The interest of EMA in this context, particularly the implicit methods of data collection not requiring an input from the patients (e.g., automatic recording of sleep activity with an actimeter), is supported by the fact that it is a minimally invasive method that eliminates many of the biases associated with traditional assessment. Real-time data collection, close to the experience, makes it possible to improve the quality of the data which are naturalistic (in usual environment and daily life) and valid (no recall bias, objective input of activity). EMA also allows to verify the direction of causality. The automatization of data recording in EMA opens the possibility to obtain data during crises, a period when subjective data collection is not only far more difficult but also over relatively long periods.

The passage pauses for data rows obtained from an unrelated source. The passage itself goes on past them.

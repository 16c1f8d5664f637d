//! # API Route Modules
//!
//! - `verification` — unauthenticated number claim, code redemption and
//!   cancellation.
//! - `account` — the authenticated caller's identity (`/api/me`).
//! - `contacts` — address-book ingestion and one-hop listing
//!   (`/api/add-contacts`, `/api/contacts`).

pub mod account;
pub mod contacts;
pub mod verification;
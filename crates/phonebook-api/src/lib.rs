//! # phonebook-api — Axum API Service for the Phonebook
//!
//! Lets a phone-number owner prove control of the number with a one-time
//! code, binds the number to a durable identity, and records the owner's
//! address book as a directed, named contact graph.
//!
//! ## API Surface
//!
//! | Path                     | Auth   | Module                      |
//! |--------------------------|--------|-----------------------------|
//! | `/request-verification`  | none   | [`routes::verification`]    |
//! | `/cancel-verification`   | none   | [`routes::verification`]    |
//! | `/verify`                | none   | [`routes::verification`]    |
//! | `/api/me`                | bearer | [`routes::account`]         |
//! | `/api/add-contacts`      | bearer | [`routes::contacts`]        |
//! | `/api/contacts`          | bearer | [`routes::contacts`]        |
//! | `/ping`, `/health/*`     | none   | probes                      |
//! | `/openapi.json`          | none   | [`openapi`]                 |
//!
//! ## Middleware Stack (execution order)
//!
//! ```text
//! CORS → TraceLayer → Timeout (30s) → BodyLimit → [AuthMiddleware on /api/*] → Handler
//! ```
//!
//! ## Components
//!
//! Handlers are thin. The work lives in free functions over
//! `&dyn PhonebookStore`: [`ledger`] (verification attempts), [`resolver`]
//! (number → identity), [`graph`] (contact edges).

pub mod auth;
pub mod db;
pub mod delivery;
pub mod error;
pub mod extractors;
pub mod graph;
pub mod janitor;
pub mod ledger;
pub mod middleware;
pub mod openapi;
pub mod resolver;
pub mod routes;
pub mod state;
pub mod store;

use std::time::Duration;

use axum::extract::{DefaultBodyLimit, State};
use axum::http::{header, Method, StatusCode};
use axum::middleware::from_fn;
use axum::response::{IntoResponse, Response};
use axum::routing::get;
use axum::Router;
use tower_http::cors::{Any, CorsLayer};
use tower_http::timeout::TimeoutLayer;

use crate::auth::AuthConfig;
use crate::state::AppState;

/// Per-request deadline.
pub const REQUEST_TIMEOUT: Duration = Duration::from_secs(30);

/// Maximum accepted request body.
pub const MAX_BODY_BYTES: usize = 2 * 1024 * 1024;

/// Assemble the full application router with all routes and middleware.
///
/// Probes, the OpenAPI document and the verification flow are public;
/// everything under `/api` sits behind the bearer-token middleware.
pub fn app(state: AppState) -> Router {
    let auth_config = AuthConfig {
        issuer: state.sessions.clone(),
    };

    // Authenticated API routes.
    let api = Router::new()
        .merge(routes::account::router())
        .merge(routes::contacts::router())
        .layer(from_fn(auth::auth_middleware))
        .layer(axum::Extension(auth_config));

    // Unauthenticated probes.
    let health = Router::new()
        .route("/ping", get(ping))
        .route("/health/liveness", get(liveness))
        .route("/health/readiness", get(readiness));

    Router::new()
        .merge(health)
        .merge(openapi::router())
        .merge(routes::verification::router())
        .nest("/api", api)
        .layer(DefaultBodyLimit::max(MAX_BODY_BYTES))
        .layer(timeout())
        .layer(middleware::tracing_layer::layer())
        .layer(cors())
        .with_state(state)
}

/// Requests still running after [`REQUEST_TIMEOUT`] get a 408.
fn timeout() -> TimeoutLayer {
    TimeoutLayer::with_status_code(StatusCode::REQUEST_TIMEOUT, REQUEST_TIMEOUT)
}

/// Any origin; the headers and methods browser clients send.
fn cors() -> CorsLayer {
    CorsLayer::new()
        .allow_origin(Any)
        .allow_methods([
            Method::GET,
            Method::POST,
            Method::PUT,
            Method::DELETE,
            Method::OPTIONS,
        ])
        .allow_headers([
            header::ORIGIN,
            header::CONTENT_TYPE,
            header::ACCEPT,
            header::AUTHORIZATION,
        ])
}

async fn ping() -> &'static str {
    "pong"
}

/// Liveness probe — always returns 200 if the process is running.
async fn liveness() -> &'static str {
    "ok"
}

/// Readiness probe — 200 when the store answers, 503 otherwise.
async fn readiness(State(state): State<AppState>) -> Response {
    match state.store.health_check().await {
        Ok(()) => (StatusCode::OK, "ready").into_response(),
        Err(e) => {
            tracing::error!(error = %e, "readiness check failed");
            (StatusCode::SERVICE_UNAVAILABLE, "store unavailable").into_response()
        }
    }
}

Continuous assessment, up to 21 days in two studies presented in this review, may help to understand the suicidal process. Implicit EMA facilitates data collection in larger samples which is important in studies with suicidal patients since outcome behaviors, such as suicide attempts, have a low probability of occurrence. Note also that as pointed out by Kleiman and Nock [27], the EMA use fits well in the perspective of Rudd’s Theory known as Fluid Vulnerability Theory, which postulates a fluctuation of suicidal ideation close to a baseline with episodic peaks representing suicidal crises [4]. Finally, the acceptability and feasibility of EMA studies is also important considering the low compliance to health care of suicidal patients [43]. Wearable devices, extensively used by the general population, are an efficient method (low-cost and high-quality data) for research on this topic but raise ethical questions about the management of situations detected as high risk.

In addition to its potential as a risk marker, sleep is also an important therapeutic target. In this regard, some evidence-based treatments for insomnia, such as cognitive behavioral therapy (CBT), have shown anti-suicidal effects [44, 45]. Also, the anti-suicidal properties of ketamine could be mediated by its effects on sleep architecture, as suggested by some studies [46, 47]. Overall, these studies suggest that targeted insomnia assessment and treatment (for example with CBT) should become part of usual care for suicidal patients.

Conclusion and Future Directions

Ecological assessments, and EMA in particular, present an undeniable strength to improve our understanding of the suicide/sleep relationship and can also become a valuable preventive tool allowing for a continuous monitoring of patients at risk. Unlike most risk factors for suicidal behavior, insomnia and sleep disturbances can be modified, increasing the interest of such monitoring. However, very little research has been yet done using ecological approaches in this domain. This is probably due to the relatively recent development of this field of knowledge, which follows technological advances, and the ethical concerns about the detection of suicidal risk in real life, which entails important consequences on how usual care needs to be designed and implemented.

A promising preventive strategy is the use of mobile phone applications that monitor sleep in high-risk patients, such as those with a history of suicide attempt. The development of algorithms to analyze the increasingly big and time-lagged sets of data, resulting from wearable devices, is one of the main challenges. But arguably, the most crucial next step is to explore the use of EMA for clinical interventions, known as ecological momentary intervention (EMI) [48]. The development of EMI, based on the appropriate use of accurate data processing algorithms, raises deontology and ethical issues and requires skills and resources that are rarely available in clinical practice.